Instructions for the task: Nothing in the records should change; write them all out exactly.

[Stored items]
Start of Block

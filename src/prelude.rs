//! Atelier prelude.
//!
//! Convenience exports for common library consumers.

pub use crate::{
    artworks::{
        Artwork, CategoryRef, ColorVariant, DescriptionField, DisplayImage, MediaType, OrderType,
        SizeOption,
    },
    availability::is_out_of_stock,
    cart::{Cart, CartAggregator, CartLineItem, SizeSnapshot, VariantSnapshot},
    catalog::{Artist, Banner, Category, HomeCollection, StoreConfiguration},
    categories::{MenuItem, TreeItem, TreeNode, build_tree},
    documents::{Document, DocumentError, FromDocument, collections},
    emails::{Customer, Order, order_notification_html, thank_you_html},
    gallery::{PLACEHOLDER_IMAGE_URL, build_gallery, resolve_active_image},
    pricing::{PricingError, calculate_price, format_price, parse_currency},
    selection::{ArtworkSelection, MissingSizePolicy, PriceSummary, SelectionError},
    sitemap::{ChangeFrequency, Sitemap, SitemapEntry, SitemapError},
};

End of Block

Your solution:
filename src/prelude.rs
//! Atelier prelude.
//!
//! Convenience exports for common library consumers.

pub use crate::{
    artworks::{
        Artwork, CategoryRef, ColorVariant, DescriptionField, DisplayImage, MediaType, OrderType,
        SizeOption,
    },
    availability::is_out_of_stock,
    cart::{Cart, CartAggregator, CartLineItem, SizeSnapshot, VariantSnapshot},
    catalog::{Artist, Banner, Category, HomeCollection, StoreConfiguration},
    categories::{MenuItem, TreeItem, TreeNode, build_tree},
    documents::{Document, DocumentError, FromDocument, collections},
    emails::{Customer, Order, order_notification_html, thank_you_html},
    gallery::{PLACEHOLDER_IMAGE_URL, build_gallery, resolve_active_image},
    pricing::{PricingError, calculate_price, format_price, parse_currency},
    selection::{ArtworkSelection, MissingSizePolicy, PriceSummary, SelectionError},
    sitemap::{ChangeFrequency, Sitemap, SitemapEntry, SitemapError},
};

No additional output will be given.